→ **What to work on**
Print the lines that run from the line with "filename crates/pipeline/src/sarvam/mod.rs" to the line with "const API_KEY_HEADER: &str", keeping both end lines, exactly as they appear in the entries below, and nothing else.

[Data excerpts]
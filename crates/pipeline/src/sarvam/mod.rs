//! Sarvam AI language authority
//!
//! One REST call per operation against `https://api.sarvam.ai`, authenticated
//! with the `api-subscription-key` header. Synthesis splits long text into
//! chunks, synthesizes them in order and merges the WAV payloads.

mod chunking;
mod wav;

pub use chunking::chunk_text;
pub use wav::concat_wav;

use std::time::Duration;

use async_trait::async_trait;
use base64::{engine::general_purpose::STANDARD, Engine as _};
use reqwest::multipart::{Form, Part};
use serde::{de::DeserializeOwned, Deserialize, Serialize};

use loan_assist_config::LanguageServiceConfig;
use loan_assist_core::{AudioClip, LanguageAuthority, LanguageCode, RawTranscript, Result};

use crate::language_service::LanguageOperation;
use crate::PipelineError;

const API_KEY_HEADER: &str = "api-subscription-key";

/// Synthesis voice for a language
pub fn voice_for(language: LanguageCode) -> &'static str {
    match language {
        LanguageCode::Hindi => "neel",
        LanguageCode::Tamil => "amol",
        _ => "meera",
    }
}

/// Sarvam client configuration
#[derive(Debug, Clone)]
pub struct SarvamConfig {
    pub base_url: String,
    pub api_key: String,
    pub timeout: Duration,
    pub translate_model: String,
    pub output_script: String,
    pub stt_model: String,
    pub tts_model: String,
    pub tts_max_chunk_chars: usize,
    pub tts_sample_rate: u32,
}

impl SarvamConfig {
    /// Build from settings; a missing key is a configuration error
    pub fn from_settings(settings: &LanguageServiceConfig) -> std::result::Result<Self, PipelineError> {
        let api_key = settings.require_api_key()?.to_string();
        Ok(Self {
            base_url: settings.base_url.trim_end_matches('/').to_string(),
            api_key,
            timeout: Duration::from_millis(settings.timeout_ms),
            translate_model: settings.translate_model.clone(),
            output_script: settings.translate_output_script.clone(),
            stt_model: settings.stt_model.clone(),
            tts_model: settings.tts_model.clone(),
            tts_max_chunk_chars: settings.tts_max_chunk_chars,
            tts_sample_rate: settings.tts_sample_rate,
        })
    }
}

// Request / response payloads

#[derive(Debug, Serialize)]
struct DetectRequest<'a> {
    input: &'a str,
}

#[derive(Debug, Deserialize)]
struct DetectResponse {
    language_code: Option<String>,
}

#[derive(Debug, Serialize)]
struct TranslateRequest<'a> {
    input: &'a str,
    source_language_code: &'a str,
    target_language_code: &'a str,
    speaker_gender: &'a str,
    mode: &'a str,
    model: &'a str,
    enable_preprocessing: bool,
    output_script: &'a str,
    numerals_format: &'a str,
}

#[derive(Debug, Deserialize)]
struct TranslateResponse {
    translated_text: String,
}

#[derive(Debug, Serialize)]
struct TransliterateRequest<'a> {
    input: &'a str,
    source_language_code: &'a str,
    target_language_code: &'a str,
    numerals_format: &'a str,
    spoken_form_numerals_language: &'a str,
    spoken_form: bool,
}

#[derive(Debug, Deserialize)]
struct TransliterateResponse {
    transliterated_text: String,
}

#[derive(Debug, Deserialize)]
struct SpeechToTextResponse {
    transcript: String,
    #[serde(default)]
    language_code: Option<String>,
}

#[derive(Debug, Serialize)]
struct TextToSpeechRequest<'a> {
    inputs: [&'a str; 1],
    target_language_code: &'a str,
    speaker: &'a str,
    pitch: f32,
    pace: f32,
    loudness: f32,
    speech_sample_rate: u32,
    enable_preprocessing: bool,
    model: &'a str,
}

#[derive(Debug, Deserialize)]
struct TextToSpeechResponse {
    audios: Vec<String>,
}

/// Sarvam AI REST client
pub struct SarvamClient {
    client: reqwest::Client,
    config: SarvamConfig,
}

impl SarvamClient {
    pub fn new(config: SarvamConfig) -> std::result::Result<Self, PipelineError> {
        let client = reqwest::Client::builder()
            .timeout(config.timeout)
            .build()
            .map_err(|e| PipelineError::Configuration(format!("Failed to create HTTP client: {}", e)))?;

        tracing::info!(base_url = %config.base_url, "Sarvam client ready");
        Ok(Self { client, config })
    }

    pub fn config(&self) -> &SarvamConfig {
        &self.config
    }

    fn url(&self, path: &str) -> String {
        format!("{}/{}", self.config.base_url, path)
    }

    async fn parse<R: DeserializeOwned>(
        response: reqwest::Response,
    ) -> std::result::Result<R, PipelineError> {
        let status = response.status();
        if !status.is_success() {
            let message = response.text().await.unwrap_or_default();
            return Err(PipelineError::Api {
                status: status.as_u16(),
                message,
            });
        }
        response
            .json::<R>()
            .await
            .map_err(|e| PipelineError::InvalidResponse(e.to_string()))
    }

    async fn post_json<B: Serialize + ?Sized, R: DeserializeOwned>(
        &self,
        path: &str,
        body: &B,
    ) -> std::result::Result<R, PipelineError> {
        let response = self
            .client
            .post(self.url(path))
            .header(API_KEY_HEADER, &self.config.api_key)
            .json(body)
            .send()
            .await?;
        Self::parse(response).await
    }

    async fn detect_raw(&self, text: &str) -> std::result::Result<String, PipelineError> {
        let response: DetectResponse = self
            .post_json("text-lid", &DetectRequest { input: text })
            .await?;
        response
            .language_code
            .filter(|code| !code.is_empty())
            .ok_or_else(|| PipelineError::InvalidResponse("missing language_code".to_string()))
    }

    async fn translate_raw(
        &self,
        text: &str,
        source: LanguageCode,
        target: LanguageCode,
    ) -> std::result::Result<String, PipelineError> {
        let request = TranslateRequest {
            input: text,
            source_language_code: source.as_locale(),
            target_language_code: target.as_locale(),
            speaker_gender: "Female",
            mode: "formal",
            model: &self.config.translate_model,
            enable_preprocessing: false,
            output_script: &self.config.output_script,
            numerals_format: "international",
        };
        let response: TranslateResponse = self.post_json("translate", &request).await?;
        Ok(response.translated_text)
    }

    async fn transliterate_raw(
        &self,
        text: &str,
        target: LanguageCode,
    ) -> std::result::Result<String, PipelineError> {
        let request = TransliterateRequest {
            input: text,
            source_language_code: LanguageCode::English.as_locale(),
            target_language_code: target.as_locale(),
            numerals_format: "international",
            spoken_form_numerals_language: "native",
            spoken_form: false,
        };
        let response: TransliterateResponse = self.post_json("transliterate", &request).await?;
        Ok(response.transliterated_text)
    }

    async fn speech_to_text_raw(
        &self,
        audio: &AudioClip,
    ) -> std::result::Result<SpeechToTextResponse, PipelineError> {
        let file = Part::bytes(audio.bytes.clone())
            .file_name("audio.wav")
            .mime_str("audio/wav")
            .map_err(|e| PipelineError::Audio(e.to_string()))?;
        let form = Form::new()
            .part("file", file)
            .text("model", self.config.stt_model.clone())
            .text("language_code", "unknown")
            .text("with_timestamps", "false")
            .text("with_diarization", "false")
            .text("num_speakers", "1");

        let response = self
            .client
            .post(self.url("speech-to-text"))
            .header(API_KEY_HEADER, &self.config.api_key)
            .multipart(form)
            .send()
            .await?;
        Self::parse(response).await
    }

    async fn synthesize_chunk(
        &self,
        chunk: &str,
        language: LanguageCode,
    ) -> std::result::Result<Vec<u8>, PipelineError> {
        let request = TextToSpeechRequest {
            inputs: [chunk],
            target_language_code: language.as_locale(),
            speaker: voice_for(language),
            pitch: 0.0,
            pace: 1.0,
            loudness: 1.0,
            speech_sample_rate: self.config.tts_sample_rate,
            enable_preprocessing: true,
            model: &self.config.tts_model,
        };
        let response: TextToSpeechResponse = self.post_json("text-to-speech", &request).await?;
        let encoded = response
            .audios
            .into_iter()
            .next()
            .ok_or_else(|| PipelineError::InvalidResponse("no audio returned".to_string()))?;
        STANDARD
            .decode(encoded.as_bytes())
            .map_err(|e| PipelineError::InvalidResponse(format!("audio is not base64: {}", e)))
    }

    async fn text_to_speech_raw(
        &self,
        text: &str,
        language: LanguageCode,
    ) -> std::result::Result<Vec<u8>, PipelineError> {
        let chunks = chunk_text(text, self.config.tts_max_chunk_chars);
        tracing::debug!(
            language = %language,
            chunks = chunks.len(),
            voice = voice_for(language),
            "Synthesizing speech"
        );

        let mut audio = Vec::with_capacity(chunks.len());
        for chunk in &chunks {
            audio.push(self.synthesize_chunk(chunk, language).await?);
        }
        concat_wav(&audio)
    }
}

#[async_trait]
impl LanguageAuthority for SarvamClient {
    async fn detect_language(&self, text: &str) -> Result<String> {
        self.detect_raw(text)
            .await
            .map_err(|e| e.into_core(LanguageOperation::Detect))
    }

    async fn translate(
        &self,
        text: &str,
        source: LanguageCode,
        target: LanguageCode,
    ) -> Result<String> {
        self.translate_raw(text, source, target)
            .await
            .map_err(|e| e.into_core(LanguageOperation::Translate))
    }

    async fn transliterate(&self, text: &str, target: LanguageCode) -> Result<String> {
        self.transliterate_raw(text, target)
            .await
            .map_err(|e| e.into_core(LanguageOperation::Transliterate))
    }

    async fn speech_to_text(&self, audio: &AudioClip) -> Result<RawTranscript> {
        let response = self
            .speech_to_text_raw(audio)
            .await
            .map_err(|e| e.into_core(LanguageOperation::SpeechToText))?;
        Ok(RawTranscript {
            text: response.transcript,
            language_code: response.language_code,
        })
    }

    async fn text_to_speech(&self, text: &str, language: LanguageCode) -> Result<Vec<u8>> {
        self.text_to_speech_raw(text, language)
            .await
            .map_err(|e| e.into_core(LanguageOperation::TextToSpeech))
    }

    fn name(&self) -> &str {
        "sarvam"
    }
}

...

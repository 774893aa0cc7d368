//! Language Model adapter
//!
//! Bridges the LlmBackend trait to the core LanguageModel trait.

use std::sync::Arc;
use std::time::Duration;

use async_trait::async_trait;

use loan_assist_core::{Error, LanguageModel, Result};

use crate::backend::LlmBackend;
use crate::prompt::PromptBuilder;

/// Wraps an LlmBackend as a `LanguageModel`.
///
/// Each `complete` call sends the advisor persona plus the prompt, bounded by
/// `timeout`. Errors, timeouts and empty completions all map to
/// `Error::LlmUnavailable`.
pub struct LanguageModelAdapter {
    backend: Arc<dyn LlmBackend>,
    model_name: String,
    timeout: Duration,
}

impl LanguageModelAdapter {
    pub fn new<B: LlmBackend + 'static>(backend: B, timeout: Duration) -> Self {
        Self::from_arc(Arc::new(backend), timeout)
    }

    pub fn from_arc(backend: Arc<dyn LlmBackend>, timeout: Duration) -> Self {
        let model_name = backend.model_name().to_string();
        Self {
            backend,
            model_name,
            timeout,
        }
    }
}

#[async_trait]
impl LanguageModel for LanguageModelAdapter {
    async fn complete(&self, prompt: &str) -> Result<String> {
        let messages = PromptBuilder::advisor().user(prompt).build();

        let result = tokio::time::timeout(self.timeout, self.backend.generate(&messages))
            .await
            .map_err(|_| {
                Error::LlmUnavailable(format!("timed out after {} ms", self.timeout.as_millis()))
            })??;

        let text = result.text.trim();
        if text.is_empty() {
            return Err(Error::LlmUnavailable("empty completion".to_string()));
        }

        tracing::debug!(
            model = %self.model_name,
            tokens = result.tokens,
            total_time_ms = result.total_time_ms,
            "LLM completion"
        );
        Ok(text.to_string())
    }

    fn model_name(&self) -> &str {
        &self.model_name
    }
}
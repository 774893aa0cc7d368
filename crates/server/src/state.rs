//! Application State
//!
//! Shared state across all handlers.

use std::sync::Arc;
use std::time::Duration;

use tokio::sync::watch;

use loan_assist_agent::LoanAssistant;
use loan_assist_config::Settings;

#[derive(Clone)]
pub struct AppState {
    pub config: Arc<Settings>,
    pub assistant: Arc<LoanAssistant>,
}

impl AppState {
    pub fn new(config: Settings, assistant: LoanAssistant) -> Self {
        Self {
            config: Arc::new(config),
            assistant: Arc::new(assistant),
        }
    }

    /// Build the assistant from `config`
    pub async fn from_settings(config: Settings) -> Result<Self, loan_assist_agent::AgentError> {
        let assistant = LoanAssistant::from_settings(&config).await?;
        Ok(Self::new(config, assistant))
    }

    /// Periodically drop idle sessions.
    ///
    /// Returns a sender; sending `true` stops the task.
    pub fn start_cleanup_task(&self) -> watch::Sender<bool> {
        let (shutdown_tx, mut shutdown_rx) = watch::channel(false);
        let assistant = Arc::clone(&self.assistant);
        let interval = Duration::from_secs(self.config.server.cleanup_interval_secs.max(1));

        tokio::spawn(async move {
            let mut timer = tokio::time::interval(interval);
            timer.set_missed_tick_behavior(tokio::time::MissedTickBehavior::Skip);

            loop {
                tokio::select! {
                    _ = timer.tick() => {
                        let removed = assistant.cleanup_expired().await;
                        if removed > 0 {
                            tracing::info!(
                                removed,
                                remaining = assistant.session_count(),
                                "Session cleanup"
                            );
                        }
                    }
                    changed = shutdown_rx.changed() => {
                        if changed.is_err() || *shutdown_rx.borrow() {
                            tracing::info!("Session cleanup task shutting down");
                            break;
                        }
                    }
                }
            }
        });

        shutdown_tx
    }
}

---

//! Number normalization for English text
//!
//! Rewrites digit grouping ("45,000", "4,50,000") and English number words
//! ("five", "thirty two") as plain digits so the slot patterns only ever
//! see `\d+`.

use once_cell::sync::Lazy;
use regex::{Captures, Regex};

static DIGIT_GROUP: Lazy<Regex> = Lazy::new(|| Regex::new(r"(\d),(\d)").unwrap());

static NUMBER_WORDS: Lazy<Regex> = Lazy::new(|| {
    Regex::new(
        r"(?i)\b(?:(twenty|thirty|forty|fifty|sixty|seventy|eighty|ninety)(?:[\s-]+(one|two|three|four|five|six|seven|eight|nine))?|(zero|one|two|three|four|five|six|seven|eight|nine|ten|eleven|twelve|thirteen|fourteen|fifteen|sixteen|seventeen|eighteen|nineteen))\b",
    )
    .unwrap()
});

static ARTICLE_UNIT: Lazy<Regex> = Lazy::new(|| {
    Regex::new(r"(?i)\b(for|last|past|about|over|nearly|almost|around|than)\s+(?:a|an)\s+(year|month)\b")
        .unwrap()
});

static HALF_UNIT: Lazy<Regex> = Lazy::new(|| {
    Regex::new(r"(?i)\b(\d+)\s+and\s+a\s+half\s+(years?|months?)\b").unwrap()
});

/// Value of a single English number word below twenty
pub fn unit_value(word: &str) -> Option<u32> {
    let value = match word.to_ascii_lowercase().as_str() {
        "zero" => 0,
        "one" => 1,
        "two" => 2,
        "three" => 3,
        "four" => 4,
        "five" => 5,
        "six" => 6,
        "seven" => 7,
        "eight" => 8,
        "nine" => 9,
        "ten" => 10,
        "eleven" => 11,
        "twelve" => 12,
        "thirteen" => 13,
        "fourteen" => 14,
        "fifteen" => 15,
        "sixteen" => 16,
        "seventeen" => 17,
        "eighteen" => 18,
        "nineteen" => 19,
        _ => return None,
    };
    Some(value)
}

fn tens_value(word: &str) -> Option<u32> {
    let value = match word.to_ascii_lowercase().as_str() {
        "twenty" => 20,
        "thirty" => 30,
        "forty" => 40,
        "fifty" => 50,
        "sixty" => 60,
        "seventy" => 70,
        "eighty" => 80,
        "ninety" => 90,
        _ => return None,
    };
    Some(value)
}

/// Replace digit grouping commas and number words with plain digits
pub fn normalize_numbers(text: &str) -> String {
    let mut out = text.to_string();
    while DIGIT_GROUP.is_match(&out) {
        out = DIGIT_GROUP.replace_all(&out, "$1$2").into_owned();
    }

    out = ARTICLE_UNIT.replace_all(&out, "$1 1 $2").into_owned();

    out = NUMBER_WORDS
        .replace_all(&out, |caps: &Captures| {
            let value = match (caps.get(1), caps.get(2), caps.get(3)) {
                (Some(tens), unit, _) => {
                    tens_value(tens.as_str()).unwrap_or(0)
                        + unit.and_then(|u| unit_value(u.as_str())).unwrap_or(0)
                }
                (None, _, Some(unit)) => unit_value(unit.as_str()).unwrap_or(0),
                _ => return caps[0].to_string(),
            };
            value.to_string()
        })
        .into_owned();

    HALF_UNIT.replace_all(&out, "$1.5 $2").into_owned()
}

→ **Expected output**
filename crates/pipeline/src/sarvam/mod.rs
//! Sarvam AI language authority
//!
//! One REST call per operation against `https://api.sarvam.ai`, authenticated
//! with the `api-subscription-key` header. Synthesis splits long text into
//! chunks, synthesizes them in order and merges the WAV payloads.

mod chunking;
mod wav;

pub use chunking::chunk_text;
pub use wav::concat_wav;

use std::time::Duration;

use async_trait::async_trait;
use base64::{engine::general_purpose::STANDARD, Engine as _};
use reqwest::multipart::{Form, Part};
use serde::{de::DeserializeOwned, Deserialize, Serialize};

use loan_assist_config::LanguageServiceConfig;
use loan_assist_core::{AudioClip, LanguageAuthority, LanguageCode, RawTranscript, Result};

use crate::language_service::LanguageOperation;
use crate::PipelineError;

const API_KEY_HEADER: &str = "api-subscription-key";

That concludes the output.